Activity » Return every line of the listing below, unchanged, from its first line to the line holding "on 15x15 board", that line included.
• • •
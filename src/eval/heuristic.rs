//! Heuristic evaluation function for Gomoku board positions
//!
//! This module provides the static evaluation used at the leaves of the
//! minimax search. It evaluates board positions based on:
//! - Pattern scoring (fives, fours, threes, twos)
//! - Multiple-threat combinations
//! - Positional bonuses (center control)

use crate::board::{Board, Cell, Player, Pos, BOARD_SIZE};
use crate::rules::{Overline, DIRECTIONS};

use super::patterns::{run_score, PatternScore};

/// Maximum Manhattan distance from center on 15x15 board
const MAX_CENTER_DIST: i32 = (BOARD_SIZE as i32 / 2) * 2;

/// Weight per distance unit from center
const POSITION_WEIGHT: i32 = 3;

/// Evaluate the board from the perspective of the given player.
///
/// Returns a score where:
/// - Positive values indicate advantage for `player`
/// - Negative values indicate disadvantage for `player`
///
/// The score is exactly antisymmetric:
/// `evaluate(board, p, o) == -evaluate(board, p.opponent(), o)`. It depends
/// only on which cells are occupied by whom. Under `Overline::Forbidden`
/// runs of six or more are worth nothing.
#[must_use]
pub fn evaluate(board: &Board, player: Player, overline: Overline) -> i32 {
    let opponent = player.opponent();

    let pattern_score =
        evaluate_patterns(board, player, overline) - evaluate_patterns(board, opponent, overline);
    let position_score = evaluate_positions(board, player) - evaluate_positions(board, opponent);

    pattern_score + position_score
}

/// Evaluate pattern-based score for a player.
///
/// Scans the player's stones and evaluates line patterns in all four
/// directions. Cost is linear in the stones placed, never a 225-cell scan. Each line segment is counted exactly once by only evaluating
/// from the "start" position (no same-player stone in the negative direction).
///
/// Also detects multiple threat combinations that cannot all be blocked:
/// - Two fours: opponent can only block one
/// - Four + open three: must block the four, the three promotes
/// - Two open threes: opponent can only block one
fn evaluate_patterns(board: &Board, player: Player, overline: Overline) -> i32 {
    let mut score = 0;
    let mut open_fours = 0i32;
    let mut closed_fours = 0i32;
    let mut open_threes = 0i32;

    for pos in board.stones(player).iter_ones() {
        for &(dr, dc) in &DIRECTIONS {
            let pattern_score = evaluate_line(board, pos, dr, dc, player, overline);
            score += pattern_score;

            if pattern_score >= PatternScore::FIVE {
                continue;
            } else if pattern_score >= PatternScore::OPEN_FOUR {
                open_fours += 1;
            } else if pattern_score >= PatternScore::CLOSED_FOUR {
                closed_fours += 1;
            } else if pattern_score >= PatternScore::OPEN_THREE {
                open_threes += 1;
            }
        }
    }

    if open_fours >= 1 && (closed_fours >= 1 || open_threes >= 1) {
        score += PatternScore::OPEN_FOUR;
    }
    if closed_fours >= 2 {
        score += PatternScore::OPEN_FOUR;
    }
    if closed_fours >= 1 && open_threes >= 1 {
        score += PatternScore::OPEN_FOUR;
    }
    if open_threes >= 2 {
        score += PatternScore::OPEN_FOUR;
    }

    score
}

/// Evaluate a single line pattern from a position in a given direction.
///
/// Only counts the pattern if this position is the start of the line (no
/// same-player stone in the negative direction). Counts consecutive stones
/// and open ends, and recognises one-gap shapes like `O_OOO` or `OO_OO`
/// where filling the gap completes five.
fn evaluate_line(board: &Board, pos: Pos, dr: i32, dc: i32, player: Player, overline: Overline) -> i32 {
    let own = player.cell();

    let prev = pos.offset(dr, dc, -1);
    if prev.is_some_and(|p| board.cell(p) == own) {
        return 0; // Not the start of this line segment
    }

    let mut count = 1;
    let mut open_ends = 0u8;
    let mut has_gap = false;
    let mut head = 0;

    let start_open = prev.is_some_and(|p| board.cell(p) == Cell::Empty);
    if start_open {
        open_ends += 1;
    }

    // Extend in positive direction, allowing one gap
    let mut step = 1;
    while let Some(p) = pos.offset(dr, dc, step) {
        match board.cell(p) {
            c if c == own => count += 1,
            Cell::Empty if !has_gap => {
                let next_is_own = pos
                    .offset(dr, dc, step + 1)
                    .is_some_and(|n| board.cell(n) == own);
                if next_is_own {
                    has_gap = true;
                    head = count;
                    step += 1;
                    continue;
                }
                open_ends += 1;
                break;
            }
            Cell::Empty => {
                open_ends += 1;
                break;
            }
            _ => break, // Opponent stone blocks
        }
        step += 1;
    }

    // Gap shapes are never a finished five; filling the gap is one move away.
    if has_gap {
        match count {
            // Filling would make six or more: only the run before the gap counts
            5.. if overline == Overline::Forbidden => run_score(head, u8::from(start_open), overline),
            5.. => PatternScore::OPEN_FOUR,
            4 => PatternScore::CLOSED_FOUR,
            3 if open_ends == 2 => PatternScore::OPEN_THREE,
            3 if open_ends == 1 => PatternScore::CLOSED_THREE,
            _ => 0,
        }
    } else {
        run_score(count, open_ends, overline)
    }
}

/// Evaluate positional bonuses for a player.
///
/// Stones closer to the center are worth more as they have more
/// potential for creating patterns in multiple directions.
fn evaluate_positions(board: &Board, player: Player) -> i32 {
    board
        .stones(player)
        .iter_ones()
        .map(|pos| (MAX_CENTER_DIST - pos.center_distance()) * POSITION_WEIGHT)
        .sum()
}

/// Run length and open ends of the line through `pos` if `player` stood there.
fn line_shape(board: &Board, pos: Pos, (dr, dc): (i32, i32), player: Player) -> (usize, u8) {
    let own = player.cell();
    let mut count = 1;
    let mut open_ends = 0;

    for sign in [1, -1] {
        let mut step = 1;
        loop {
            match pos.offset(dr * sign, dc * sign, step) {
                Some(p) if board.cell(p) == own => {
                    count += 1;
                    step += 1;
                }
                Some(p) if board.cell(p) == Cell::Empty => {
                    open_ends += 1;
                    break;
                }
                _ => break,
            }
        }
    }

    (count, open_ends)
}

/// Value of the four lines through `pos` if `player` took it.
fn threat_value(board: &Board, pos: Pos, player: Player, overline: Overline) -> i32 {
    let mut total = 0;
    let mut strong = 0;
    for &dir in &DIRECTIONS {
        let (count, open_ends) = line_shape(board, pos, dir, player);
        let score = run_score(count, open_ends, overline);
        if score >= PatternScore::OPEN_THREE {
            strong += 1;
        }
        total += score;
    }
    if strong >= 2 {
        total += PatternScore::OPEN_FOUR;
    }
    total
}

/// Score an empty cell as a move for `player` from its local window.
///
/// Combines the value of the shapes `player` would make there with the value
/// of the shapes it takes away from the opponent, plus a small pull toward
/// the center. Only the four lines through `pos` are read.
#[must_use]
pub fn score_move(board: &Board, pos: Pos, player: Player, overline: Overline) -> i32 {
    let attack = threat_value(board, pos, player, overline);
    let defense = threat_value(board, pos, player.opponent(), overline);
    attack + defense * 4 / 5 + (MAX_CENTER_DIST - pos.center_distance())
}
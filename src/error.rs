//! Error taxonomy for the game core

use thiserror::Error;

use crate::board::{Player, Pos};

/// Errors surfaced by the board, the rules and the controller.
///
/// Validation errors (`OutOfBounds`, `CellOccupied`) are recoverable and
/// meant for re-prompting. State errors (`GameAlreadyOver`, `NoLegalMoves`,
/// turn errors) signal a caller calling out of sequence.
#[derive(Debug, Clone, PartialEq, Eq, Error)]
pub enum GameError {
    #[error("position ({row}, {col}) is outside the board")]
    OutOfBounds { row: i32, col: i32 },
    #[error("cell ({}, {}) is already occupied", .0.row, .0.col)]
    CellOccupied(Pos),
    #[error("cell ({}, {}) is already empty", .0.row, .0.col)]
    CellEmpty(Pos),
    #[error("the game is already over")]
    GameAlreadyOver,
    #[error("no legal moves remain")]
    NoLegalMoves,
    #[error("it is not {0}'s turn")]
    NotYourTurn(Player),
    #[error("the player to move is not a computer")]
    NotComputerTurn,
    #[error("search depth {0} is out of range (1-6)")]
    InvalidDepth(u8),
    #[error("unknown difficulty '{0}' (expected easy, medium or hard)")]
    UnknownDifficulty(String),
}

pub type Result<T> = std::result::Result<T, GameError>;
use anyhow::Context;
use clap::{Parser, Subcommand};
use deckpick_core::{
    commander_colors, organize_by_bracket, pick_random, DeckError, DeckId, DeckSelector, RngState,
};
use deckpick_cli::{
    bracket_lines, colors_line, deck_line, error_line, roster_lines, HttpRelayClient, Shell,
    DEFAULT_RELAY_URL,
};
use deckpick_data::load_roster_or_default;
use std::io;
use std::path::PathBuf;
use tracing::info;
use tracing_subscriber::EnvFilter;

#[derive(Debug, Parser)]
#[command(name = "deckpick", about = "Reveal a random deck from a player's bracket")]
struct Cli {
    /// Base URL of the relay service.
    #[arg(long, env = "DECKPICK_RELAY", default_value = DEFAULT_RELAY_URL)]
    relay: String,
    /// Roster file mapping players to folder ids; the built-in roster is used
    /// when omitted.
    #[arg(long, env = "DECKPICK_ROSTER")]
    roster: Option<PathBuf>,
    /// Seed for reproducible picks.
    #[arg(long)]
    seed: Option<u64>,
    #[command(subcommand)]
    command: Command,
}

#[derive(Debug, Subcommand)]
enum Command {
    /// List known players.
    Players,
    /// Show how many decks a player has per bracket.
    Brackets { player: String },
    /// Reveal a random deck from one bracket.
    Pick { player: String, bracket: String },
    /// Colour identity of a deck, from its commanders.
    Colors { deck: String },
    /// Interactive session.
    Shell,
}

fn main() {
    tracing_subscriber::fmt()
        .with_env_filter(EnvFilter::try_from_default_env().unwrap_or_else(|_| "warn".into()))
        .with_writer(io::stderr)
        .init();

    if let Err(err) = run(Cli::parse()) {
        match err.downcast_ref::<DeckError>() {
            Some(deck_err) => eprintln!("error: {}", error_line(deck_err)),
            None => eprintln!("error: {err:#}"),
        }
        std::process::exit(1);
    }
}

fn run(cli: Cli) -> anyhow::Result<()> {
    let roster = load_roster_or_default(cli.roster.as_deref())?;
    let client = HttpRelayClient::new(&cli.relay).context("build relay client")?;
    let mut rng = cli.seed.map_or_else(RngState::from_entropy, RngState::from_seed);
    info!(relay = client.base(), seed = rng.seed(), "starting");
    let selector = DeckSelector::new(roster, client);

    match cli.command {
        Command::Players => {
            for line in roster_lines(selector.roster()) {
                println!("{line}");
            }
        }
        Command::Brackets { player } => {
            let decks = selector.load_decks(&player)?;
            for line in bracket_lines(&organize_by_bracket(&decks)) {
                println!("{line}");
            }
        }
        Command::Pick { player, bracket } => {
            let decks = selector.load_decks(&player)?;
            let buckets = organize_by_bracket(&decks);
            match pick_random(&bracket, &buckets, &mut rng) {
                Some(deck) => println!("{}", deck_line(deck)),
                None => {
                    let available = buckets.sorted_labels().join(", ");
                    anyhow::bail!("{player} has no decks in bracket {bracket} (has: {available})");
                }
            }
        }
        Command::Colors { deck } => {
            let deck = DeckId::parse(&deck)?;
            let detail = selector.source().fetch_deck_detail(&deck)?;
            println!("{}", colors_line(&commander_colors(&detail)));
        }
        Command::Shell => {
            let stdin = io::stdin();
            let mut stdout = io::stdout();
            Shell::new(selector, rng).run(stdin.lock(), &mut stdout)?;
        }
    }
    Ok(())
}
• • •
Final answer »
filename src/eval/heuristic.rs
//! Heuristic evaluation function for Gomoku board positions
//!
//! This module provides the static evaluation used at the leaves of the
//! minimax search. It evaluates board positions based on:
//! - Pattern scoring (fives, fours, threes, twos)
//! - Multiple-threat combinations
//! - Positional bonuses (center control)

use crate::board::{Board, Cell, Player, Pos, BOARD_SIZE};
use crate::rules::{Overline, DIRECTIONS};

use super::patterns::{run_score, PatternScore};

/// Maximum Manhattan distance from center on 15x15 board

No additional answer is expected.